Another masterpiece from the Rattle Chapbook Prize Series – Arzola’s poems are beautiful, quiet, and clear. While the topics are often serious and sad, as you’d expect, Arzola knows we listen more closely when someone whispers. His writing with its musical repetition and carefully chosen metaphors is the wind in our ear, telling us the world’s secrets. The language is compressed, clean, and cuts straight to the truth.
I found a quiet peace that reminded me at times of Buddhist, Asian, and native American poetry. For example, in “The Difference Between Me, a Rock, and a Tree,” the poet tells us that because a rock can’t move or speak, “it keeps still and listens.” “A tree had learned to be patient, /To give with the wind…./…to pay attention.” Yet we can tell Arzola has also learned those skills of the natural world.
I’d like to share just a few more favorite quotes. “Richard Smith” is about the foreman who oversees the migrant workers and hillbillies.
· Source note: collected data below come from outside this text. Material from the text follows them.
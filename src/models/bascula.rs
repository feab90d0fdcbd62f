// src/models/bascula.rs

use std::collections::BTreeMap;

use chrono::NaiveDateTime;
use rust_decimal::Decimal;
use serde::{Deserialize, Serialize};
use utoipa::ToSchema;

// --- 1. Tickets de báscula (REGISTROSBASCULA) ---
#[derive(Debug, Clone, PartialEq, Serialize, Deserialize, ToSchema)]
pub struct RegistroBascula {
    #[serde(rename = "ID")]
    pub id: i64,
    #[serde(rename = "FECHA")]
    pub fecha: NaiveDateTime,
    #[serde(rename = "TICNUM")]
    pub ticket: String,
    #[serde(rename = "PROVEEDOR")]
    pub proveedor: String,
    #[serde(rename = "PRODUCTO")]
    pub producto: String,
    #[serde(rename = "NETO")]
    pub neto: Decimal,
    #[serde(rename = "DESTINO")]
    pub destino: String,
    #[serde(rename = "PATENTE")]
    pub patente: String,
    #[serde(rename = "CHOFER")]
    pub chofer: String,
}

// --- 2. Agregados ---

/// Ingreso de hoja verde por báscula en la ventana consultada.
#[derive(Debug, Clone, Serialize, ToSchema)]
#[serde(rename_all = "camelCase")]
pub struct ResumenHojaVerde {
    pub total: Decimal,
    pub registros: Vec<RegistroBascula>,
}

/// Desglose de báscula por proveedor y por producto.
#[derive(Debug, Clone, Serialize, ToSchema)]
#[serde(rename_all = "camelCase")]
pub struct ResumenBascula {
    pub total: Decimal,
    pub por_proveedor: BTreeMap<String, Decimal>,
    pub por_producto: BTreeMap<String, Decimal>,
    pub registros: Vec<RegistroBascula>,
}

/// Una entrada del ranking de proveedores. Se devuelve como lista y no como
/// mapa para conservar el orden descendente del ranking.
#[derive(Debug, Clone, PartialEq, Serialize, ToSchema)]
#[serde(rename_all = "camelCase")]
pub struct RendimientoProveedor {
    pub proveedor: String,
    pub total: Decimal,
}
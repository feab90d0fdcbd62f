// src/handlers/bascula.rs

use axum::{
    extract::{Query, State},
    http::StatusCode,
    response::IntoResponse,
    Json,
};
use serde::Deserialize;
use utoipa::IntoParams;
use validator::Validate;

use crate::{
    common::error::{ApiError, AppError},
    config::AppState,
    handlers::params::ParametrosPeriodo,
    middleware::i18n::Locale,
    models::{
        bascula::{ResumenBascula, ResumenHojaVerde},
        filtros::{Comparativa, Periodo},
    },
    services::fechas,
};

// GET /api/bascula/hoja-verde
#[utoipa::path(
    get,
    path = "/api/bascula/hoja-verde",
    tag = "Bascula",
    params(ParametrosPeriodo),
    responses(
        (status = 200, description = "Ingreso de hoja verde con comparativa contra el período anterior", body = Comparativa<ResumenHojaVerde>),
        (status = 400, description = "Parámetros inválidos")
    )
)]
pub async fn get_hoja_verde(
    State(estado): State<AppState>,
    locale: Locale,
    Query(params): Query<ParametrosPeriodo>,
) -> Result<impl IntoResponse, ApiError> {
    params
        .validate()
        .map_err(|e| AppError::from(e).a_api_error(&locale))?;

    let rangos = fechas::resolver_rango(params.periodo, fechas::ahora());
    let datos = estado
        .bascula_service
        .hoja_verde(&rangos, params.planta.as_deref())
        .await
        .map_err(|e| e.a_api_error(&locale))?;

    Ok((StatusCode::OK, Json(datos)))
}

#[derive(Debug, Deserialize, Validate, IntoParams)]
#[into_params(parameter_in = Query)]
pub struct ParametrosResumenBascula {
    /// Período del tablero (HOY si no se manda)
    #[serde(default)]
    pub periodo: Periodo,
    /// Planta exacta
    #[validate(length(min = 1, message = "La planta no puede ser vacía."))]
    pub planta: Option<String>,
    /// Producto exacto del ticket
    #[validate(length(min = 1, message = "El producto no puede ser vacío."))]
    pub producto: Option<String>,
    /// Proveedor exacto del ticket
    #[validate(length(min = 1, message = "El proveedor no puede ser vacío."))]
    pub proveedor: Option<String>,
}

// GET /api/bascula/resumen
#[utoipa::path(
    get,
    path = "/api/bascula/resumen",
    tag = "Bascula",
    params(ParametrosResumenBascula),
    responses(
        (status = 200, description = "Tickets del período desglosados por proveedor y producto", body = ResumenBascula),
        (status = 400, description = "Parámetros inválidos")
    )
)]
pub async fn get_resumen(
    State(estado): State<AppState>,
    locale: Locale,
    Query(params): Query<ParametrosResumenBascula>,
) -> Result<impl IntoResponse, ApiError> {
    params
        .validate()
        .map_err(|e| AppError::from(e).a_api_error(&locale))?;

    let rangos = fechas::resolver_rango(params.periodo, fechas::ahora());
    let datos = estado
        .bascula_service
        .resumen(
            &rangos.actual,
            params.planta.as_deref(),
            params.producto.as_deref(),
            params.proveedor.as_deref(),
        )
        .await
        .map_err(|e| e.a_api_error(&locale))?;

    Ok((StatusCode::OK, Json(datos)))
}
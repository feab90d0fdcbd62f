// src/handlers/stock.rs

use std::collections::BTreeMap;

use axum::{
    extract::{Query, State},
    http::StatusCode,
    response::IntoResponse,
    Json,
};
use rust_decimal::Decimal;
use validator::Validate;

use crate::{
    common::error::{ApiError, AppError},
    config::AppState,
    handlers::params::ParametrosPeriodo,
    middleware::i18n::Locale,
    models::produccion::DatosSilo,
    services::fechas,
};

// GET /api/stock/depositos
#[utoipa::path(
    get,
    path = "/api/stock/depositos",
    tag = "Stock",
    params(ParametrosPeriodo),
    responses(
        (status = 200, description = "Stock por depósito escalado por planta", body = BTreeMap<String, Decimal>),
        (status = 400, description = "Parámetros inválidos")
    )
)]
pub async fn get_depositos(
    State(estado): State<AppState>,
    locale: Locale,
    Query(params): Query<ParametrosPeriodo>,
) -> Result<impl IntoResponse, ApiError> {
    params
        .validate()
        .map_err(|e| AppError::from(e).a_api_error(&locale))?;

    let stock = estado
        .stock_service
        .por_deposito(params.planta.as_deref())
        .await
        .map_err(|e| e.a_api_error(&locale))?;

    Ok((StatusCode::OK, Json(stock)))
}

// GET /api/stock/silo
#[utoipa::path(
    get,
    path = "/api/stock/silo",
    tag = "Stock",
    params(ParametrosPeriodo),
    responses(
        (status = 200, description = "Balance del silo en el período", body = DatosSilo),
        (status = 400, description = "Parámetros inválidos")
    )
)]
pub async fn get_silo(
    State(estado): State<AppState>,
    locale: Locale,
    Query(params): Query<ParametrosPeriodo>,
) -> Result<impl IntoResponse, ApiError> {
    params
        .validate()
        .map_err(|e| AppError::from(e).a_api_error(&locale))?;

    let rangos = fechas::resolver_rango(params.periodo, fechas::ahora());
    let datos = estado
        .stock_service
        .silo(&rangos.actual)
        .await
        .map_err(|e| e.a_api_error(&locale))?;

    Ok((StatusCode::OK, Json(datos)))
}
// src/middleware/i18n.rs

use axum::extract::FromRequestParts;
use axum::http::{header, request::Parts};

// Extractor de idioma. La planta habla castellano, así que "es" es el
// default; el front en inglés manda Accept-Language: en.
pub struct Locale(pub String);

impl<S> FromRequestParts<S> for Locale
where
    S: Send + Sync,
{
    type Rejection = std::convert::Infallible;

    async fn from_request_parts(
        parts: &mut Parts,
        _state: &S,
    ) -> Result<Self, Self::Rejection> {
        let idioma_default = "es".to_string();

        let idioma = parts
            .headers
            .get(header::ACCEPT_LANGUAGE)
            .and_then(|valor| valor.to_str().ok())
            .and_then(|encabezado| {
                accept_language::parse(encabezado)
                    .first()
                    .map(|etiqueta| {
                        // "es-AR" -> "es"; "en" -> "en"
                        etiqueta.split('-').next().unwrap_or(etiqueta).to_string()
                    })
            })
            .unwrap_or(idioma_default);

        Ok(Locale(idioma))
    }
}
// src/handlers/params.rs

use serde::Deserialize;
use utoipa::IntoParams;
use validator::Validate;

use crate::models::filtros::Periodo;

// Los parámetros que comparte casi todo el tablero.
#[derive(Debug, Deserialize, Validate, IntoParams)]
#[into_params(parameter_in = Query)]
pub struct ParametrosPeriodo {
    /// Período del tablero (HOY si no se manda)
    #[serde(default)]
    pub periodo: Periodo,
    /// Planta exacta (GUARANI, PANAMBI, TERCERIZADA 2, TERCERIZADA 3)
    #[validate(length(min = 1, message = "La planta no puede ser vacía."))]
    pub planta: Option<String>,
}

/// Los tipos llegan como lista separada por comas ("CANCHADA,DESPALILLADA").
/// Una lista vacía o de puros espacios equivale a no filtrar.
pub fn parsear_tipos(tipos: Option<&str>) -> Option<Vec<String>> {
    let lista: Vec<String> = tipos?
        .split(',')
        .map(str::trim)
        .filter(|tipo| !tipo.is_empty())
        .map(String::from)
        .collect();

    if lista.is_empty() { None } else { Some(lista) }
}

#[cfg(test)]
mod tests {
    use super::*;

    #[test]
    fn parsea_la_lista_y_descarta_entradas_vacias() {
        assert_eq!(
            parsear_tipos(Some("CANCHADA, DESPALILLADA ,")),
            Some(vec!["CANCHADA".to_string(), "DESPALILLADA".to_string()])
        );
        assert_eq!(parsear_tipos(Some("  ,  ")), None);
        assert_eq!(parsear_tipos(Some("")), None);
        assert_eq!(parsear_tipos(None), None);
    }
}
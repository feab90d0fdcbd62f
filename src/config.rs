// src/config.rs

use std::{env, path::PathBuf};

use rust_decimal::Decimal;

use crate::{
    db::{
        BasculaRepository, FixtureStore, LotesRepository, ProduccionRepository, RemitosRepository,
    },
    services::{
        BasculaService, LotesService, ProduccionService, StockService, TableroService,
        TransitoService,
    },
};

// El estado compartido, accesible desde todos los handlers.
#[derive(Clone)]
pub struct AppState {
    pub tablero_service: TableroService,
    pub bascula_service: BasculaService,
    pub produccion_service: ProduccionService,
    pub lotes_service: LotesService,
    pub stock_service: StockService,
    pub transito_service: TransitoService,
}

impl AppState {
    pub async fn new() -> anyhow::Result<Self> {
        dotenvy::dotenv().ok();

        let dir_datos = PathBuf::from(
            env::var("MOCK_DATA_DIR").unwrap_or_else(|_| "data/mock".to_string()),
        );

        // Carga las colecciones una sola vez; si algo falla acá, el backend
        // no tiene nada que servir y no arranca.
        let datos = FixtureStore::cargar(&dir_datos)?;
        tracing::info!(
            "✅ Datos de planta cargados desde {} ({} movimientos, {} lotes, {} tickets, {} remitos)",
            dir_datos.display(),
            datos.produccion.len(),
            datos.lotes.len(),
            datos.bascula.len(),
            datos.remitos.len(),
        );

        // --- Arma el grafo de dependencias ---
        let produccion_repo = ProduccionRepository::new(datos.produccion.clone());
        let bascula_repo = BasculaRepository::new(datos.bascula.clone());
        let lotes_repo = LotesRepository::new(datos.lotes.clone());
        let remitos_repo = RemitosRepository::new(datos.remitos.clone());

        let produccion_service = ProduccionService::new(produccion_repo.clone());
        let bascula_service = BasculaService::new(bascula_repo);
        let lotes_service = LotesService::new(lotes_repo);
        let stock_service = StockService::new(produccion_repo, ConfiguracionStock::default());
        let transito_service = TransitoService::new(remitos_repo);
        let tablero_service = TableroService::new(
            produccion_service.clone(),
            bascula_service.clone(),
            lotes_service.clone(),
            stock_service.clone(),
        );

        Ok(Self {
            tablero_service,
            bascula_service,
            produccion_service,
            lotes_service,
            stock_service,
            transito_service,
        })
    }
}

// --- Stock por depósito ---
// Tabla base y multiplicadores por planta. Es configuración y no cálculo:
// queda acá hasta que el sistema de inventario exponga saldos reales.
#[derive(Clone)]
pub struct ConfiguracionStock {
    pub saldo_inicial_silo: Decimal,
    pub base_depositos: Vec<(String, Decimal)>,
    pub multiplicadores: Vec<(String, Decimal)>,
}

impl ConfiguracionStock {
    /// Multiplicador de escala de la planta; 1 si no hay planta o no está
    /// en la tabla.
    pub fn multiplicador(&self, planta: Option<&str>) -> Decimal {
        planta
            .and_then(|p| {
                self.multiplicadores
                    .iter()
                    .find(|(nombre, _)| nombre.as_str() == p)
            })
            .map(|(_, multiplicador)| *multiplicador)
            .unwrap_or(Decimal::ONE)
    }
}

impl Default for ConfiguracionStock {
    fn default() -> Self {
        let deposito = |nombre: &str, kilos: i64| (nombre.to_string(), Decimal::from(kilos));
        Self {
            saldo_inicial_silo: Decimal::from(19_200),
            base_depositos: vec![
                deposito("TIPIFICADO", 90_000),
                deposito("ENVASADO", 200_000),
                deposito("SILO", 20_000),
                deposito("TRANSITO", 15_000),
                deposito("PARA_REPASO", 8_000),
                deposito("DESPACHO", 30_000),
            ],
            multiplicadores: vec![
                ("GUARANI".to_string(), Decimal::ONE),
                ("PANAMBI".to_string(), Decimal::new(8, 1)),
                ("TERCERIZADA 2".to_string(), Decimal::new(5, 1)),
                ("TERCERIZADA 3".to_string(), Decimal::new(4, 1)),
            ],
        }
    }
}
In the morning, he greets them with a nod to mean that it’s time to get to work, turns around and walks to the truck:
"....He didn’t have to say it or look back to see if we’d moved.
Every morning we moved. Always we moved.
Grabbing dented lunchboxes and wrinkled paper bags
like they were life preservers, as if we believed we could be saved.
We began yanking at the day then, pulling quitting time toward us like
a tangled rope…"
“A Note to Thomas Wolfe” begins
"It turns out that you can go home again.
And once home there will be
things that will poke at your memory.
Doors will open …
harder than you remember…."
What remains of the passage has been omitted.